Úrsula J.Gilgati

Un refugio para las letras LGTBIQ+

La Iglesia católica lleva más de dos mil años funcionando bajo una estructura patriarcal en la que las mujeres solo tienen un lugar: el de servidoras silenciosas. Pueden ser monjas, educadoras, cuidadoras… pero nunca lideresas. La figura de la Madre Iglesia es una metáfora poética que en la práctica se convierte en un despropósito: no hay madres al mando, solo padres que dictan normas desde púlpitos y despachos vaticanos. (+ El precio de ser lesbiana)

Mientras el mundo avanza —aunque a trompicones— hacia una mayor igualdad de género, el Vaticano sigue anclado en una lógica de exclusión que justifica la discriminación femenina como voluntad divina. El sacerdocio sigue vetado para las mujeres, pese a que no hay argumento teológico serio que lo impida, más allá de interpretaciones convenientes de textos milenarios escritos por hombres para otros hombres.

¿Por qué no puede haber una Mamma que celebre la misa, dé la comunión, escuche confesiones o administre una diócesis? ¿Por qué no puede haber una Papa mujer —o al menos una Papisa sin leyenda medieval? La respuesta es simple y brutal: porque el poder dentro de la Iglesia está construido sobre la masculinidad como modelo único de autoridad.

En lugar de avanzar, el clero reproduce una y otra vez la idea de que lo femenino es inferior, impuro o incapaz. Y lo hace mientras proclama a María como «la mujer más perfecta», siempre y cuando sea virgen, sumisa y madre. Pero María nunca pudo hablar en público, ni tomar decisiones, ni escribir cartas a los fieles. Era ideal… mientras no molestara.

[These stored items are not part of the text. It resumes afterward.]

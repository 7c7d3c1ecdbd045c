mod common;

use chrono::NaiveDate;
use common::{HubScript, PortalStub, Recorded, Reply, client_config, credentials, portal_router};
use netschool::{PortalError, SessionClient, auth_form, check_host, login_hashes, upload_auth_form};
use serde_json::json;

async fn logged_in(stub: &PortalStub) -> SessionClient {
    let mut client = SessionClient::with_credentials(&stub.host, credentials(), &client_config())
        .expect("client");
    client.login().await.expect("login");
    client
}

#[tokio::test]
async fn check_host_wants_json_from_the_probe() {
    let portal = PortalStub::start(portal_router(|_| None), HubScript::Silent).await;
    assert!(check_host(&portal.host, &client_config()).await.unwrap());

    let html = PortalStub::start(|_: &Recorded| Reply::html("<html></html>"), HubScript::Silent).await;
    assert!(!check_host(&html.host, &client_config()).await.unwrap());

    let down = PortalStub::start(|_: &Recorded| Reply::status(503), HubScript::Silent).await;
    assert!(!check_host(&down.host, &client_config()).await.unwrap());
}

#[tokio::test]
async fn check_host_goes_by_content_type_not_body() {
    let stub = PortalStub::start(
        |_: &Recorded| Reply {
            body: "not-json".into(),
            ..Reply::json(json!(null))
        },
        HubScript::Silent,
    )
    .await;
    assert!(check_host(&stub.host, &client_config()).await.unwrap());
}

#[tokio::test]
async fn login_sends_salted_hashes_and_loads_context() {
    let stub = PortalStub::start(portal_router(|_| None), HubScript::Silent).await;
    let client = logged_in(&stub).await;

    let login = stub.find("/webapi/login").expect("login request");
    let (pw, pw2) = login_hashes("s", "abc");
    assert_eq!(
        login.body,
        format!(
            "LoginType=1&lt=4242&ver=900&cid=2&sid=1&pid=-1&cn=3&sft=2&scid=23&UN=ivanov&PW={pw}&pw2={pw2}"
        )
    );
    assert_eq!(pw.len(), 3);
    assert!(pw2.starts_with(&pw));
    assert_eq!(login.header("cookie"), Some("NSSESSIONID=s1; ESRNSec=e1"));
    assert_eq!(login.header("x-requested-with"), Some("xmlhttprequest"));
    assert_eq!(
        login.header("content-type"),
        Some("application/x-www-form-urlencoded")
    );

    let settings = stub.find("/asp/MySettings/MySettings.asp").expect("settings request");
    assert_eq!(settings.target, "/asp/MySettings/MySettings.asp?at=AT1");
    assert_eq!(settings.body, "AT=AT1&VER=900");
    let filters = stub.find("/webapi/reports/studentgrades").expect("filters request");
    assert_eq!(filters.header("at"), Some("AT1"));

    assert!(!client.need_auth());
    assert!(!client.gateway().is_secure());
    let context = client.context().expect("context");
    assert_eq!((context.user_id, context.class_id), (7, 42));
    assert_eq!((context.year_id, context.school_id), (2041, 89));
    assert_eq!(context.school_name, "МБОУ СОШ №5");
    assert_eq!(context.subjects.len(), 2);
    assert_eq!(context.subjects[1].id, "102");
    assert_eq!(context.subjects[1].name, "Физика");
    assert_eq!(
        context.reportable_range.start,
        NaiveDate::from_ymd_opt(2023, 9, 1).unwrap()
    );
    assert_eq!(client.profile().expect("profile").last_name, "Иванов");
}

#[tokio::test]
async fn relogin_keeps_fresh_context_and_pushes_expiry_forward() {
    let stub = PortalStub::start(portal_router(|_| None), HubScript::Silent).await;
    let mut client = logged_in(&stub).await;
    let first_expiry = client.session().expires_at.unwrap();

    client.login().await.unwrap();
    let settings_loads = stub
        .requests()
        .iter()
        .filter(|request| request.path() == "/asp/MySettings/MySettings.asp")
        .count();
    assert_eq!(settings_loads, 1);
    assert!(client.session().expires_at.unwrap() > first_expiry);
}

#[tokio::test]
async fn rejected_login_is_a_fetch_error() {
    let stub = PortalStub::start(
        portal_router(|request| (request.path() == "/webapi/login").then(|| Reply::status(409))),
        HubScript::Silent,
    )
    .await;
    let mut client =
        SessionClient::with_credentials(&stub.host, credentials(), &client_config()).unwrap();
    match client.login().await {
        Err(PortalError::Fetch(error)) => assert!(error.is_auth_problem()),
        other => panic!("unexpected {other:?}"),
    }
    assert!(client.need_auth());
    assert!(client.context().is_none());
}

#[tokio::test]
async fn logout_clears_session_even_when_rejected() {
    let stub = PortalStub::start(
        portal_router(|request| (request.path() == "/asp/logout.asp").then(|| Reply::status(500))),
        HubScript::Silent,
    )
    .await;
    let mut client = logged_in(&stub).await;

    match client.logout().await {
        Err(PortalError::Fetch(error)) => assert!(error.is_server_down()),
        other => panic!("unexpected {other:?}"),
    }
    assert!(client.need_auth());
    assert!(client.session().auth_token.is_none());
    assert!(client.session().version.is_none());
    assert_eq!(stub.find("/asp/logout.asp").unwrap().body, "at=AT1&VER=900");
}

#[tokio::test]
async fn diary_maps_lessons() {
    let stub = PortalStub::start(
        portal_router(|request| {
            (request.path() == "/webapi/student/diary").then(|| {
                Reply::json(json!({
                    "weekDays": [{
                        "date": "2023-09-04T00:00:00",
                        "lessons": [{
                            "classmeetingId": 11,
                            "subjectName": "Алгебра",
                            "room": "12",
                            "number": 1,
                            "startTime": "08:30",
                            "endTime": "09:15",
                            "assignments": [
                                {"id": 5, "typeId": 3, "assignmentName": "№ 12"},
                                {"id": 6, "typeId": 1, "assignmentName": "Тест", "mark": {"mark": 4}}
                            ]
                        }]
                    }]
                }))
            })
        }),
        HubScript::Silent,
    )
    .await;
    let client = logged_in(&stub).await;

    let days = client
        .diary(
            NaiveDate::from_ymd_opt(2023, 9, 4).unwrap(),
            NaiveDate::from_ymd_opt(2023, 9, 10).unwrap(),
        )
        .await
        .unwrap();
    let lesson = &days[0].lessons[0];
    assert_eq!(lesson.homework, "№ 12");
    assert_eq!(lesson.assignments.len(), 1);
    assert_eq!(lesson.assignments[0].mark, json!(4));

    let request = stub.find("/webapi/student/diary").unwrap();
    assert_eq!(
        request.target,
        "/webapi/student/diary?vers=900&yearId=2041&studentId=7&weekEnd=2023-09-10&weekStart=2023-09-04"
    );
    assert_eq!(request.header("at"), Some("AT1"));
}

#[tokio::test]
async fn auth_form_fills_selectors_from_prepared_form() {
    let stub = PortalStub::start(
        |request: &Recorded| match request.path() {
            "/webapi/prepareloginform" => Reply::json(json!({
                "cid": 2,
                "sid": 1,
                "scid": [{"id": 23, "name": "Школа №5"}],
            })),
            "/webapi/logindata" => Reply::json(json!({"version": "4.80"})),
            "/vendor/pages/about/templates/loginform.html" => Reply::html(
                r#"<div id="message">
                    <select id="countries" name="CID"></select>
                    <select id="provinces" name="SID"></select>
                    <select id="schools" name="SCID"></select>
                </div>"#,
            ),
            "/webapi/loginform" => Reply::json(json!({"items": [{"id": 1, "name": "Город"}]})),
            _ => Reply::status(404),
        },
        HubScript::Silent,
    )
    .await;

    let selectors = auth_form(&stub.host, &client_config()).await.unwrap();
    assert_eq!(selectors.len(), 3);
    assert_eq!(selectors[0].value, Some(2));
    assert_eq!(selectors[1].value, Some(1));
    assert_eq!(selectors[2].options.len(), 1);
    let template = stub.find("/vendor/pages/about/templates/loginform.html").unwrap();
    assert!(template.target.ends_with("?ver=4.80"));

    let items = upload_auth_form(&stub.host, &client_config(), "cid=2&sid=1", "pid")
        .await
        .unwrap();
    assert_eq!(items, vec![json!({"id": 1, "name": "Город"})]);
    assert_eq!(
        stub.find("/webapi/loginform").unwrap().target,
        "/webapi/loginform?cid=2&sid=1&LASTNAME=pid"
    );
}

#[tokio::test]
async fn auth_form_refuses_unsupported_host() {
    let stub = PortalStub::start(|_: &Recorded| Reply::status(404), HubScript::Silent).await;
    match auth_form(&stub.host, &client_config()).await {
        Err(PortalError::UnsupportedHost(host)) => assert_eq!(host, stub.host),
        other => panic!("unexpected {other:?}"),
    }
}

#[tokio::test]
async fn birthdays_use_the_month_and_year_asked_for() {
    let stub = PortalStub::start(
        portal_router(|request| {
            (request.path() == "/asp/Calendar/MonthBirth.asp").then(|| {
                Reply::html(
                    r#"<table class="table-print">
                        <tr><td>Класс</td><td>Роль</td><td>Дата</td><td>ФИО</td></tr>
                        <tr><td>9А</td><td>Ученик</td><td>8.06</td><td>Сидоров Иван</td></tr>
                    </table>"#,
                )
            })
        }),
        HubScript::Silent,
    )
    .await;
    let client = logged_in(&stub).await;

    let birthdays = client
        .birthdays(NaiveDate::from_ymd_opt(2025, 6, 15).unwrap(), true)
        .await
        .unwrap();
    assert_eq!(birthdays[0].date, NaiveDate::from_ymd_opt(2025, 6, 8).unwrap());

    let request = stub.find("/asp/Calendar/MonthBirth.asp").unwrap();
    assert_eq!(
        request.body,
        "LoginType=0&AT=AT1&VER=900&MonthYear=6%2C2025&ViewType=1&PCLID_IUP=42_0&Parents=1"
    );
}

Las creyentes del siglo XXI, muchas de ellas feministas, siguen esperando una renovación que no llega. Y no hablamos de modernidad decorativa, sino de equidad real. ¿Para cuándo una Mamma? Una mujer al frente de una iglesia que se dice universal pero excluye a la mitad del mundo.

Quizá Dios no sea hombre. Pero quienes hablan en su nombre, sí lo son. Y eso lo cambia todo.